Sur l’île de Rügen, l’une des destinations touristiques préférées des Allemands, en bordure d’une plage de sable fin longue de 4,5 km, se dresse Prora. Cette immense structure de béton édifiée sous le régime nazi en 1936 est devenue l’un des projets immobiliers les plus emblématiques du littoral allemand.
Surnommé le colosse de Rügen, ce ruban d’immeubles de six étages, initialement conçu par l’architecte Clemens Klotz pour accueillir 20 000 vacanciers dans le cadre de la propagande du Kraft durch Freude (« la force par la joie ») qui organisait les loisirs des Allemands sous le régime national-socialiste, n’a jamais été achevé.

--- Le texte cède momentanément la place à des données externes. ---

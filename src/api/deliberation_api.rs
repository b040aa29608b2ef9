// ==========================================
// 成绩核算与评审引擎 - 评审委员会 API
// ==========================================
// 职责: 会议生命周期 / 开案 / 投票 / 讨论要点 / 裁定 / 纪要
// 并发: 同一案例的操作按案例串行 (CaseLocks); 不同案例互不阻塞
//       开案与会议状态迁移按会议串行, 避免归档时插入新案例
// 红线: 达到法定票数也不自动裁定
// ==========================================

use std::collections::{BTreeSet, HashMap};
use std::sync::{Arc, Mutex};

use chrono::{NaiveDate, NaiveDateTime};
use tracing::{info, warn};

use crate::api::error::{ApiError, ApiResult};
use crate::config::ConfigManager;
use crate::domain::action_log::{ActionLog, ActionType};
use crate::domain::deliberation::{
    DeliberationCase, DeliberationMinutes, DeliberationSession, DiscussionPoint, QuorumPolicy,
    Vote, VoteEvent,
};
use crate::domain::result::StudentResult;
use crate::domain::types::{FinalVerdict, SessionStatus, VoteDecision};
use crate::engine::deliberation::{DeliberationEngine, DeliberationRuleError};
use crate::engine::events::{LedgerEvent, LedgerEventType, OptionalEventPublisher};
use crate::engine::minutes::MinutesGenerator;
use crate::engine::results::ResultsCalculator;
use crate::repository::deliberation_repo::DeliberationRepository;
use crate::repository::error::RepositoryError;

// ==========================================
// CaseLocks - 按键串行化的锁表
// ==========================================
#[derive(Debug, Default)]
pub struct CaseLocks {
    inner: Mutex<HashMap<String, Arc<Mutex<()>>>>,
}

impl CaseLocks {
    /// 取得指定键的互斥锁 (不存在时创建)
    pub fn lock_for(&self, key: &str) -> ApiResult<Arc<Mutex<()>>> {
        let mut map = self
            .inner
            .lock()
            .map_err(|e| ApiError::InternalError(format!("锁表获取失败: {}", e)))?;
        Ok(map
            .entry(key.to_string())
            .or_insert_with(|| Arc::new(Mutex::new(())))
            .clone())
    }
}

/// 持有键锁执行闭包
fn with_key_lock<T>(locks: &CaseLocks, key: &str, f: impl FnOnce() -> ApiResult<T>) -> ApiResult<T> {
    let lock = locks.lock_for(key)?;
    let _guard = lock
        .lock()
        .map_err(|e| ApiError::InternalError(format!("案例锁获取失败: {}", e)))?;
    f()
}

fn session_lock_key(session_id: &str) -> String {
    format!("session:{}", session_id)
}

fn case_lock_key(case_id: &str) -> String {
    format!("case:{}", case_id)
}

// ==========================================
// DeliberationApi - 评审委员会 API
// ==========================================
pub struct DeliberationApi {
    repo: Arc<DeliberationRepository>,
    config_manager: Arc<ConfigManager>,
    calculator: ResultsCalculator,
    locks: CaseLocks,
    events: OptionalEventPublisher,
}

Lorsque la guerre éclate, la construction fut mise à l’arrêt trois ans après son lancement. La plupart des bâtiments n’avaient encore ni fenêtre ni finitions. Il n’accueillera donc jamais les ouvriers souhaitant profiter des embruns, mais bien des travailleurs forcés polonais et russes. Le projet restera en état jusqu’en 1949, date à laquelle l’Allemagne sera séparée en deux. Les communistes de l’Allemagne de l’Est décident alors d’achever le complexe et de l’utiliser comme baraquement pour leurs troupes. Malgré le cadre riant, la caserne avait sinistre réputation. Elle aurait ainsi abrité une antenne de Stasi, la police politique et le service de renseignement de la République démocratique allemande (RDA).
Des huit bâtiments d’origine, il n’en reste aujourd’hui plus que 5 dont la plupart avait été laissé à l’abandon. Un véritable paradis pour les amateurs de lieux désaffectés… et les oiseaux. La nature a eu le temps de reprendre ses droits. Aujourd’hui encore friches boisées, lagunes et zones d’observation ornithologique renforcent l’attrait du site.

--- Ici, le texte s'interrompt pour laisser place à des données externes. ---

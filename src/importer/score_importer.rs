// ==========================================
// 成绩核算与评审引擎 - 成绩单导入器
// ==========================================
// 职责: CSV / Excel 成绩单 -> 逐行录分
// 列: student_id, subject_id, evaluation, score (支持中文别名)
// 红线: 单行失败不终止导入; 越界/缺失成绩照常写入并标记问题
// 红线: 导入本身写一条 ImportScores 审计日志
// ==========================================

use std::collections::HashMap;
use std::path::Path;
use std::sync::Arc;
use std::time::Instant;

use serde::{Deserialize, Serialize};
use tracing::{info, warn};

use crate::api::ledger_api::LedgerApi;
use crate::domain::action_log::{ActionLog, ActionType};
use crate::domain::grade::GradeKey;
use crate::domain::types::EvaluationType;
use crate::engine::events::{LedgerEvent, LedgerEventType, OptionalEventPublisher};
use crate::importer::error::{ImportError, ImportResult};
use crate::importer::file_parser::{FileParser, RawRow, UniversalFileParser};
use crate::repository::action_log_repo::ActionLogRepository;

const COL_STUDENT: &str = "student_id";
const COL_SUBJECT: &str = "subject_id";
const COL_EVALUATION: &str = "evaluation";
const COL_SCORE: &str = "score";

/// 标准列名 -> 可接受的表头
fn column_aliases(column: &str) -> &'static [&'static str] {
    match column {
        COL_STUDENT => &["student_id", "学号", "学生ID"],
        COL_SUBJECT => &["subject_id", "科目", "科目ID"],
        COL_EVALUATION => &["evaluation", "评价", "评价类型"],
        COL_SCORE => &["score", "成绩", "分数"],
        _ => &[],
    }
}

fn cell<'a>(row: &'a HashMap<String, String>, column: &str) -> Option<&'a str> {
    column_aliases(column)
        .iter()
        .find_map(|alias| row.get(*alias))
        .map(|v| v.trim())
}

// ==========================================
// 导入报告
// ==========================================

/// 已写入的行
#[derive(Debug, Clone, Serialize, Deserialize)]
pub struct ImportedRow {
    pub row_number: usize,
    pub key: String,
    pub revision: i32,
}

/// 被拒绝的行 (未写入)
#[derive(Debug, Clone, Serialize, Deserialize)]
pub struct RejectedRow {
    pub row_number: usize,
    pub reason: String,
}

#[derive(Debug, Clone, Serialize, Deserialize)]
pub struct ScoreImportReport {
    pub import_id: String,
    pub session_id: String,
    pub source: String,
    pub total_rows: usize,
    pub accepted: Vec<ImportedRow>,
    /// 已写入但带有校验问题 (缺失/越界/非数值)
    pub with_issues: Vec<ImportedRow>,
    pub rejected: Vec<RejectedRow>,
    pub elapsed_ms: u64,
}

impl ScoreImportReport {
    pub fn written(&self) -> usize {
        self.accepted.len() + self.with_issues.len()
    }
}

// ==========================================
// ScoreImporter
// ==========================================
pub struct ScoreImporter {
    ledger: Arc<LedgerApi>,
    action_log_repo: Arc<ActionLogRepository>,
    events: OptionalEventPublisher,
}

impl ScoreImporter {
    pub fn new(
        ledger: Arc<LedgerApi>,
        action_log_repo: Arc<ActionLogRepository>,
        events: OptionalEventPublisher,
    ) -> Self {
        Self {
            ledger,
            action_log_repo,
            events,
        }
    }

    /// 导入成绩单文件 (按扩展名选择解析器)
    pub fn import_file(
        &self,
        session_id: &str,
        file_path: impl AsRef<Path>,
        actor: &str,
    ) -> ImportResult<ScoreImportReport> {
        let path = file_path.as_ref();
        info!(session_id = session_id, file = %path.display(), "开始导入成绩单");

        let rows = UniversalFileParser.parse_to_raw_rows(path)?;
        self.import_rows(session_id, rows, &path.display().to_string(), actor)
    }

    /// 导入已解析的行
    pub fn import_rows(
        &self,
        session_id: &str,
        rows: Vec<RawRow>,
        source: &str,
        actor: &str,
    ) -> ImportResult<ScoreImportReport> {
        let started = Instant::now();
        Self::check_columns(&rows)?;

        let mut report = ScoreImportReport {
            import_id: uuid::Uuid::new_v4().to_string(),
            session_id: session_id.to_string(),
            source: source.to_string(),
            total_rows: rows.len(),
            accepted: Vec::new(),
            with_issues: Vec::new(),
            rejected: Vec::new(),
            elapsed_ms: 0,
        };

        for (row_number, row) in &rows {
            let key = match Self::row_key(session_id, row) {
                Ok(key) => key,
                Err(reason) => {
                    report.rejected.push(RejectedRow {
                        row_number: *row_number,
                        reason,
                    });
                    continue;
                }
            };
            let raw = cell(row, COL_SCORE).unwrap_or("");

            match self.ledger.record_raw_score(&key, raw, actor, None) {
                Ok(record) => {
                    let imported = ImportedRow {
                        row_number: *row_number,
                        key: key.to_string(),
                        revision: record.revision,
                    };
                    if record.is_clean() {
                        report.accepted.push(imported);
                    } else {
                        report.with_issues.push(imported);
                    }
                }
                Err(e) => {
                    warn!(row = row_number, key = %key, error = %e, "成绩行被拒绝");
                    report.rejected.push(RejectedRow {
                        row_number: *row_number,
                        reason: e.to_string(),
                    });
                }
            }
        }

        report.elapsed_ms = started.elapsed().as_millis() as u64;

        let audit = ActionLog::new(Some(session_id.to_string()), ActionType::ImportScores, actor)
            .with_payload(&serde_json::json!({
                "import_id": report.import_id,
                "source": report.source,
                "total_rows": report.total_rows,
                "accepted": report.accepted.len(),
                "with_issues": report.with_issues.len(),
                "rejected": report.rejected.len(),
            }));
        self.action_log_repo
            .insert(&audit)
            .map_err(|e| ImportError::AuditWriteError(e.to_string()))?;

        info!(
            session_id = session_id,
            import_id = %report.import_id,
            total = report.total_rows,
            accepted = report.accepted.len(),
            with_issues = report.with_issues.len(),
            rejected = report.rejected.len(),
            elapsed_ms = report.elapsed_ms,
            "成绩单导入完成"
        );
        self.events.publish(
            LedgerEvent::new(
                session_id,
                LedgerEventType::ScoresImported,
                actor,
                report
                    .accepted
                    .iter()
                    .chain(report.with_issues.iter())
                    .map(|r| r.key.clone())
                    .collect(),
            )
            .with_detail(report.import_id.clone()),
        );

        Ok(report)
    }

    /// 有数据时必须能找到全部标准列
    fn check_columns(rows: &[RawRow]) -> ImportResult<()> {
        let Some((_, first)) = rows.first() else {
            return Ok(());
        };
        for column in [COL_STUDENT, COL_SUBJECT, COL_EVALUATION, COL_SCORE] {
            let present = column_aliases(column)
                .iter()
                .any(|alias| first.contains_key(*alias));
            if !present {
                return Err(ImportError::MissingColumn(column.to_string()));
            }
        }
        Ok(())
    }

    fn row_key(session_id: &str, row: &HashMap<String, String>) -> Result<GradeKey, String> {
        let student_id = cell(row, COL_STUDENT)
            .filter(|v| !v.is_empty())
            .ok_or_else(|| "学生ID为空".to_string())?;
        let subject_id = cell(row, COL_SUBJECT)
            .filter(|v| !v.is_empty())
            .ok_or_else(|| "科目ID为空".to_string())?;
        let raw_eval = cell(row, COL_EVALUATION).unwrap_or("");
        let evaluation = EvaluationType::from_str(raw_eval)
            .ok_or_else(|| format!("无法识别的评价类型: '{}'", raw_eval))?;

        Ok(GradeKey::new(session_id, student_id, subject_id, evaluation))
    }
}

Une renaissance dans le haut de gamme
Depuis le début des années 2010, un chantier titanesque a transformé, bloc après bloc, ce vestige de béton en résidences de standing. Prora est désormais l’un des projets immobiliers les plus atypiques et rentables d’Allemagne et les prix au mètre carré rivalisent aujourd’hui avec ceux de certaines stations balnéaires de la mer du Nord.
Avec un prix moyen proche de 5 800 €/m² et pouvant dépasser 7 000 €/m² pour des biens particulièrement haut de gamme (selon les finitions et la vue), Prora s’inscrit parmi les destinations immobilières les plus premium de la côte baltique.

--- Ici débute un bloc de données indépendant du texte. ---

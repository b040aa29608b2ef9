// ==========================================
// 成绩核算与评审引擎 - 批量操作耗时追踪
// ==========================================
// 职责: 台账批量操作 / 结果计算的耗时、语句数、慢 SQL 统计
// 开关: ACADEMIC_RESULTS_PERF_SQL (Debug 默认开启), ACADEMIC_RESULTS_SLOW_SQL_MS
// ==========================================

use rusqlite::Connection;
use std::cell::RefCell;
use std::sync::OnceLock;
use std::time::{Duration, Instant};

const PERF_SQL_ENV: &str = "ACADEMIC_RESULTS_PERF_SQL";
const SLOW_SQL_MS_ENV: &str = "ACADEMIC_RESULTS_SLOW_SQL_MS";
const SQL_LOG_MAX_CHARS: usize = 420;

static SETTINGS: OnceLock<PerfSettings> = OnceLock::new();

/// SQL 追踪设置 (进程内只读取一次环境变量)
#[derive(Debug, Clone, Copy, PartialEq, Eq)]
pub struct PerfSettings {
    pub sql_tracing: bool,
    pub slow_sql_ms: u64,
}

impl PerfSettings {
    fn parse(tracing_flag: Option<&str>, slow_ms: Option<&str>) -> Self {
        let sql_tracing = tracing_flag
            .map(|v| matches!(v.trim().to_lowercase().as_str(), "1" | "true" | "yes" | "on"))
            .unwrap_or(cfg!(debug_assertions));
        let slow_sql_ms = slow_ms
            .and_then(|v| v.trim().parse::<u64>().ok())
            .unwrap_or(if cfg!(debug_assertions) { 50 } else { 200 });
        Self {
            sql_tracing,
            slow_sql_ms,
        }
    }

    pub fn from_env() -> Self {
        Self::parse(
            std::env::var(PERF_SQL_ENV).ok().as_deref(),
            std::env::var(SLOW_SQL_MS_ENV).ok().as_deref(),
        )
    }

    fn current() -> Self {
        *SETTINGS.get_or_init(Self::from_env)
    }
}

/// 当前线程上正在计时的操作计数
#[derive(Default)]
struct OpCounters {
    depth: u32,
    statements: u64,
    slow_statements: u64,
}

thread_local! {
    static COUNTERS: RefCell<OpCounters> = RefCell::new(OpCounters::default());
}

fn one_line(sql: &str) -> String {
    let s = sql.trim().replace('\n', " ");
    match s.char_indices().nth(SQL_LOG_MAX_CHARS) {
        Some((idx, _)) => format!("{}…", &s[..idx]),
        None => s,
    }
}

/// 为连接安装语句 profile 回调
pub fn install_sqlite_tracing(conn: &mut Connection) {
    if PerfSettings::current().sql_tracing {
        conn.profile(Some(on_statement));
    } else {
        conn.profile(None);
    }
}

fn on_statement(sql: &str, duration: Duration) {
    let ms = duration.as_millis() as u64;
    let threshold = PerfSettings::current().slow_sql_ms;
    let slow = threshold > 0 && ms >= threshold;

    if slow {
        tracing::warn!(target: "slow_sql", duration_ms = ms, sql = %one_line(sql), "slow sql");
    }

    COUNTERS.with(|c| {
        let mut c = c.borrow_mut();
        if c.depth > 0 {
            c.statements += 1;
            if slow {
                c.slow_statements += 1;
            }
        }
    });
}

/// 操作计时 Guard, Drop 时输出耗时与语句数
///
/// ```ignore
/// let _perf = PerfGuard::new("ledger.lock").records(keys.len());
/// ```
pub struct PerfGuard {
    op: &'static str,
    records: Option<usize>,
    start: Instant,
    statements_at_start: u64,
    slow_at_start: u64,
}

impl PerfGuard {
    pub fn new(op: &'static str) -> Self {
        let (statements_at_start, slow_at_start) = COUNTERS.with(|c| {
            let mut c = c.borrow_mut();
            c.depth += 1;
            (c.statements, c.slow_statements)
        });
        Self {
            op,
            records: None,
            start: Instant::now(),
            statements_at_start,
            slow_at_start,
        }
    }

    /// 批量操作涉及的记录数
    pub fn records(mut self, count: usize) -> Self {
        self.records = Some(count);
        self
    }
}

impl Drop for PerfGuard {
    fn drop(&mut self) {
        let (sql_count, slow_sql_count) = COUNTERS.with(|c| {
            let mut c = c.borrow_mut();
            c.depth = c.depth.saturating_sub(1);
            (
                c.statements - self.statements_at_start,
                c.slow_statements - self.slow_at_start,
            )
        });

        tracing::debug!(
            target: "perf",
            op = self.op,
            records = ?self.records,
            elapsed_ms = self.start.elapsed().as_millis() as u64,
            sql_count,
            slow_sql_count,
            "done"
        );
    }
}

#[cfg(test)]
mod tests {
    use super::*;

    #[test]
    fn test_one_line_respects_char_boundaries() {
        assert_eq!(one_line("SELECT 1"), "SELECT 1");
        let long = format!("SELECT '{}'", "成".repeat(500));
        let logged = one_line(&long);
        assert_eq!(logged.chars().count(), SQL_LOG_MAX_CHARS + 1);
        assert!(logged.ends_with('…'));
    }

    #[test]
    fn test_settings_parse() {
        let on = PerfSettings::parse(Some("yes"), Some(" 75 "));
        assert!(on.sql_tracing);
        assert_eq!(on.slow_sql_ms, 75);

        let off = PerfSettings::parse(Some("0"), Some("abc"));
        assert!(!off.sql_tracing);
        assert!(off.slow_sql_ms > 0);
    }

    #[test]
    fn test_guard_counts_statements_on_traced_connection() {
        let mut conn = Connection::open_in_memory().unwrap();
        conn.profile(Some(on_statement));

        let guard = PerfGuard::new("test.batch").records(2);
        conn.execute_batch("CREATE TABLE t (x INTEGER); INSERT INTO t VALUES (1);")
            .unwrap();
        let counted = COUNTERS.with(|c| c.borrow().statements) - guard.statements_at_start;
        drop(guard);

        assert!(counted >= 2);
        assert_eq!(COUNTERS.with(|c| c.borrow().depth), 0);
    }
}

Cette montée en gamme s’inscrit dans un contexte porteur : sur la côte baltique allemande, les prix immobiliers ont progressé de 10 à 15 % en un an, tirés par la demande en résidences secondaires et par le développement d’infrastructures touristiques haut de gamme.
Pour les plus petites bourses Prora cache aussi une auberge de jeunesse.
Des incitations fiscales attractives
L’acquisition dans ces bâtiments classés donne droit à des déductions fiscales pouvant atteindre les deux tiers du prix d’achat, à condition de conserver la façade d’origine. Les investisseurs peuvent donc bénéficier d’une rentabilité nette améliorée, tout en misant sur une plus-value potentielle grâce à la rareté du produit, selon De Spiegel. Et par une sorte de miracle administratif, ils ont tout de même pu y ajouter des balcons.
Enjeux et perspectives
Cette revalorisation ne fait pas l’unanimité : des voix dénoncent une “dé-historicisation” du site au profit d’investissements spéculatifs. En réponse, le bloc V a été acquis par l’État de Mecklembourg-Poméranie-Occidentale pour en faire un petit musée consacré et un centre de documentation à l’histoire du lieu, garantissant que la mémoire du passé ne soit pas effacée par les rendements immobiliers.
Beaucoup regrettent également un manque de vision globale puisque l’État fédéral, qui possédait tous les blocs, les a vendus un par un au privé. Enfin, Prora cristallise un autre débat, celui des achats immobiliers dans l’ancienne Allemagne de l’Est par des riches ex-Allemands de l’Ouest, rendant ces derniers impayables pour les locaux. L’animosité entre des Ossis (est) et des wessis (ouest) n’est pas encore enterrée comme le signale un épisode d’affaires sensibles.
Les nouveaux habitants arguent eux que le lieu n’a jamais été exploité, ce qui dédouanerait le lieu de tout mauvais karma. Les plus poétiques diront qu’il a été « réinventé ».
Quoi qu’il en soit, si les polémiques demeurent et sont révélatrices des tabous et des tensions toujours actuelles dans la société allemande, le succès commercial ne dément pas. La station balnéaire vient même d’obtenir en 2025 le label officiel de Kurort (station balnéaire thermale), renforçant son attractivité touristique et sa valeur immobilière à long terme. D’autant plus qu’un nouveau projet immobilier est lancé en deuxième ligne derrière Prora.